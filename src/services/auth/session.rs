//! 会话身份认证
//!
//! 会话中只保存登录邮箱，每次请求重新查询辅导员记录。

use actix_session::Session;
use tracing::info;

use crate::errors::{PortalError, Result};
use crate::models::tutors::entities::Tutor;
use crate::runtime::AuthSettings;
use crate::storage::{Fetched, TutorDirectory};

/// 会话中保存登录邮箱的键
pub const SESSION_IDENTITY_KEY: &str = "username";

/// 解析当前登录的辅导员
///
/// - 会话中没有身份时直接返回 None，不访问数据库
/// - 找不到或已停用的身份会清空会话
/// - 同一邮箱匹配多条记录视为数据错误
#[cfg_attr(not(debug_assertions), allow(unused_variables))]
pub async fn authenticate<D>(
    session: &Session,
    directory: &D,
    settings: &AuthSettings,
) -> Result<Option<Tutor>>
where
    D: TutorDirectory + ?Sized,
{
    let Some(email) = session.get::<String>(SESSION_IDENTITY_KEY)? else {
        return Ok(None);
    };

    #[cfg(debug_assertions)]
    if settings.debug_identity {
        return Ok(Some(Tutor::debug_identity(&email)));
    }

    match directory.find_tutor_by_email(&email).await? {
        Fetched::Found(tutor) if tutor.is_active => Ok(Some(tutor)),
        Fetched::Found(_) => {
            info!("Inactive tutor {} tried to use a session", email);
            session.clear();
            Ok(None)
        }
        Fetched::NotFound => {
            info!("Session identity {} no longer exists", email);
            session.clear();
            Ok(None)
        }
        Fetched::Ambiguous => Err(PortalError::ambiguous(format!(
            "tutor email {email} matched more than one row"
        ))),
    }
}
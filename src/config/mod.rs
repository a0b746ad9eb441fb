//! 配置管理
//!
//! 加载顺序：内置默认值 -> config.toml -> config.{APP_ENV}.toml -> 环境变量 -> 命令行参数

mod cli;
mod r#impl;
mod structs;

pub use cli::Cli;
pub use structs::*;
use sea_orm_migration::prelude::*;

#[derive(DeriveMigrationName)]
pub struct Migration;

#[async_trait::async_trait]
impl MigrationTrait for Migration {
    async fn up(&self, manager: &SchemaManager) -> Result<(), DbErr> {
        // 创建学期表
        manager
            .create_table(
                Table::create()
                    .table(Semesters::Table)
                    .if_not_exists()
                    .col(
                        ColumnDef::new(Semesters::Id)
                            .big_integer()
                            .not_null()
                            .auto_increment()
                            .primary_key(),
                    )
                    .col(ColumnDef::new(Semesters::Year).integer().not_null())
                    .col(ColumnDef::new(Semesters::Season).integer().not_null())
                    .col(ColumnDef::new(Semesters::StartDate).date().not_null())
                    .col(ColumnDef::new(Semesters::EndDate).date().not_null())
                    .to_owned(),
            )
            .await?;

        // 创建教授表
        manager
            .create_table(
                Table::create()
                    .table(Professors::Table)
                    .if_not_exists()
                    .col(
                        ColumnDef::new(Professors::Id)
                            .big_integer()
                            .not_null()
                            .auto_increment()
                            .primary_key(),
                    )
                    .col(ColumnDef::new(Professors::FirstName).string().not_null())
                    .col(ColumnDef::new(Professors::LastName).string().not_null())
                    .to_owned(),
            )
            .await?;

        // 创建课程表
        manager
            .create_table(
                Table::create()
                    .table(Courses::Table)
                    .if_not_exists()
                    .col(
                        ColumnDef::new(Courses::Id)
                            .big_integer()
                            .not_null()
                            .auto_increment()
                            .primary_key(),
                    )
                    .col(ColumnDef::new(Courses::Number).string().not_null())
                    .col(ColumnDef::new(Courses::Name).string().not_null())
                    .col(
                        ColumnDef::new(Courses::OnDisplay)
                            .boolean()
                            .not_null()
                            .default(true),
                    )
                    .to_owned(),
            )
            .await?;

        // 创建课程班级表
        manager
            .create_table(
                Table::create()
                    .table(Sections::Table)
                    .if_not_exists()
                    .col(
                        ColumnDef::new(Sections::Id)
                            .big_integer()
                            .not_null()
                            .auto_increment()
                            .primary_key(),
                    )
                    .col(ColumnDef::new(Sections::Number).string().not_null())
                    .col(ColumnDef::new(Sections::CourseId).big_integer().not_null())
                    .col(
                        ColumnDef::new(Sections::SemesterId)
                            .big_integer()
                            .not_null(),
                    )
                    .col(ColumnDef::new(Sections::ProfessorId).big_integer().null())
                    .foreign_key(
                        ForeignKey::create()
                            .from(Sections::Table, Sections::CourseId)
                            .to(Courses::Table, Courses::Id)
                            .on_delete(ForeignKeyAction::Cascade),
                    )
                    .foreign_key(
                        ForeignKey::create()
                            .from(Sections::Table, Sections::SemesterId)
                            .to(Semesters::Table, Semesters::Id)
                            .on_delete(ForeignKeyAction::Cascade),
                    )
                    .foreign_key(
                        ForeignKey::create()
                            .from(Sections::Table, Sections::ProfessorId)
                            .to(Professors::Table, Professors::Id)
                            .on_delete(ForeignKeyAction::SetNull),
                    )
                    .to_owned(),
            )
            .await?;

        // 创建辅导员表
        manager
            .create_table(
                Table::create()
                    .table(Tutors::Table)
                    .if_not_exists()
                    .col(
                        ColumnDef::new(Tutors::Id)
                            .big_integer()
                            .not_null()
                            .auto_increment()
                            .primary_key(),
                    )
                    .col(
                        ColumnDef::new(Tutors::Email)
                            .string()
                            .not_null()
                            .unique_key(),
                    )
                    .col(ColumnDef::new(Tutors::FirstName).string().not_null())
                    .col(ColumnDef::new(Tutors::LastName).string().not_null())
                    .col(
                        ColumnDef::new(Tutors::IsActive)
                            .boolean()
                            .not_null()
                            .default(true),
                    )
                    .col(
                        ColumnDef::new(Tutors::IsSuperuser)
                            .boolean()
                            .not_null()
                            .default(false),
                    )
                    .to_owned(),
            )
            .await?;

        // 创建辅导员-课程关联表
        manager
            .create_table(
                Table::create()
                    .table(CanTutor::Table)
                    .if_not_exists()
                    .col(ColumnDef::new(CanTutor::TutorId).big_integer().not_null())
                    .col(ColumnDef::new(CanTutor::CourseId).big_integer().not_null())
                    .primary_key(
                        Index::create()
                            .col(CanTutor::TutorId)
                            .col(CanTutor::CourseId),
                    )
                    .foreign_key(
                        ForeignKey::create()
                            .from(CanTutor::Table, CanTutor::TutorId)
                            .to(Tutors::Table, Tutors::Id)
                            .on_delete(ForeignKeyAction::Cascade),
                    )
                    .foreign_key(
                        ForeignKey::create()
                            .from(CanTutor::Table, CanTutor::CourseId)
                            .to(Courses::Table, Courses::Id)
                            .on_delete(ForeignKeyAction::Cascade),
                    )
                    .to_owned(),
            )
            .await?;

        // 创建问题类型表
        manager
            .create_table(
                Table::create()
                    .table(ProblemTypes::Table)
                    .if_not_exists()
                    .col(
                        ColumnDef::new(ProblemTypes::Id)
                            .big_integer()
                            .not_null()
                            .auto_increment()
                            .primary_key(),
                    )
                    .col(
                        ColumnDef::new(ProblemTypes::Description)
                            .string()
                            .not_null(),
                    )
                    .to_owned(),
            )
            .await?;

        // 创建求助工单表
        manager
            .create_table(
                Table::create()
                    .table(Tickets::Table)
                    .if_not_exists()
                    .col(
                        ColumnDef::new(Tickets::Id)
                            .big_integer()
                            .not_null()
                            .auto_increment()
                            .primary_key(),
                    )
                    .col(ColumnDef::new(Tickets::StudentEmail).string().not_null())
                    .col(ColumnDef::new(Tickets::StudentName).string().not_null())
                    .col(ColumnDef::new(Tickets::SectionId).big_integer().not_null())
                    .col(ColumnDef::new(Tickets::Assignment).string().not_null())
                    .col(ColumnDef::new(Tickets::Question).text().not_null())
                    .col(ColumnDef::new(Tickets::ProblemTypeId).big_integer().null())
                    .col(ColumnDef::new(Tickets::Status).string().null())
                    .col(ColumnDef::new(Tickets::TutorId).big_integer().null())
                    .col(
                        ColumnDef::new(Tickets::TimeCreated)
                            .big_integer()
                            .not_null(),
                    )
                    .col(ColumnDef::new(Tickets::TimeClaimed).big_integer().null())
                    .col(ColumnDef::new(Tickets::TimeClosed).big_integer().null())
                    .foreign_key(
                        ForeignKey::create()
                            .from(Tickets::Table, Tickets::SectionId)
                            .to(Sections::Table, Sections::Id)
                            .on_delete(ForeignKeyAction::Cascade),
                    )
                    .foreign_key(
                        ForeignKey::create()
                            .from(Tickets::Table, Tickets::ProblemTypeId)
                            .to(ProblemTypes::Table, ProblemTypes::Id)
                            .on_delete(ForeignKeyAction::SetNull),
                    )
                    .foreign_key(
                        ForeignKey::create()
                            .from(Tickets::Table, Tickets::TutorId)
                            .to(Tutors::Table, Tutors::Id)
                            .on_delete(ForeignKeyAction::SetNull),
                    )
                    .to_owned(),
            )
            .await?;

        // 索引
        manager
            .create_index(
                Index::create()
                    .if_not_exists()
                    .name("idx_sections_course_id")
                    .table(Sections::Table)
                    .col(Sections::CourseId)
                    .to_owned(),
            )
            .await?;

        manager
            .create_index(
                Index::create()
                    .if_not_exists()
                    .name("idx_sections_semester_id")
                    .table(Sections::Table)
                    .col(Sections::SemesterId)
                    .to_owned(),
            )
            .await?;

        manager
            .create_index(
                Index::create()
                    .if_not_exists()
                    .name("idx_tickets_section_id")
                    .table(Tickets::Table)
                    .col(Tickets::SectionId)
                    .to_owned(),
            )
            .await?;

        manager
            .create_index(
                Index::create()
                    .if_not_exists()
                    .name("idx_tickets_status")
                    .table(Tickets::Table)
                    .col(Tickets::Status)
                    .to_owned(),
            )
            .await?;

        Ok(())
    }

    async fn down(&self, manager: &SchemaManager) -> Result<(), DbErr> {
        // 按照创建的相反顺序删除
        manager
            .drop_table(Table::drop().table(Tickets::Table).to_owned())
            .await?;
        manager
            .drop_table(Table::drop().table(ProblemTypes::Table).to_owned())
            .await?;
        manager
            .drop_table(Table::drop().table(CanTutor::Table).to_owned())
            .await?;
        manager
            .drop_table(Table::drop().table(Tutors::Table).to_owned())
            .await?;
        manager
            .drop_table(Table::drop().table(Sections::Table).to_owned())
            .await?;
        manager
            .drop_table(Table::drop().table(Courses::Table).to_owned())
            .await?;
        manager
            .drop_table(Table::drop().table(Professors::Table).to_owned())
            .await?;
        manager
            .drop_table(Table::drop().table(Semesters::Table).to_owned())
            .await?;
        Ok(())
    }
}

#[derive(DeriveIden)]
enum Semesters {
    #[sea_orm(iden = "semesters")]
    Table,
    Id,
    Year,
    Season,
    StartDate,
    EndDate,
}

#[derive(DeriveIden)]
enum Professors {
    #[sea_orm(iden = "professors")]
    Table,
    Id,
    FirstName,
    LastName,
}

#[derive(DeriveIden)]
enum Courses {
    #[sea_orm(iden = "courses")]
    Table,
    Id,
    Number,
    Name,
    OnDisplay,
}

#[derive(DeriveIden)]
enum Sections {
    #[sea_orm(iden = "sections")]
    Table,
    Id,
    Number,
    CourseId,
    SemesterId,
    ProfessorId,
}

#[derive(DeriveIden)]
enum Tutors {
    #[sea_orm(iden = "tutors")]
    Table,
    Id,
    Email,
    FirstName,
    LastName,
    IsActive,
    IsSuperuser,
}

#[derive(DeriveIden)]
enum CanTutor {
    #[sea_orm(iden = "can_tutor")]
    Table,
    TutorId,
    CourseId,
}

#[derive(DeriveIden)]
enum ProblemTypes {
    #[sea_orm(iden = "problem_types")]
    Table,
    Id,
    Description,
}

#[derive(DeriveIden)]
enum Tickets {
    #[sea_orm(iden = "tickets")]
    Table,
    Id,
    StudentEmail,
    StudentName,
    SectionId,
    Assignment,
    Question,
    ProblemTypeId,
    Status,
    TutorId,
    TimeCreated,
    TimeClaimed,
    TimeClosed,
}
-- -- --
• _EXERCISE AIM_
Filter the data above by the word "SectionId" and copy every line that matches.

• _ANSWER SECTION_
                    .col(ColumnDef::new(Tickets::SectionId).big_integer().not_null())
                            .from(Tickets::Table, Tickets::SectionId)
                    .col(Tickets::SectionId)
    SectionId,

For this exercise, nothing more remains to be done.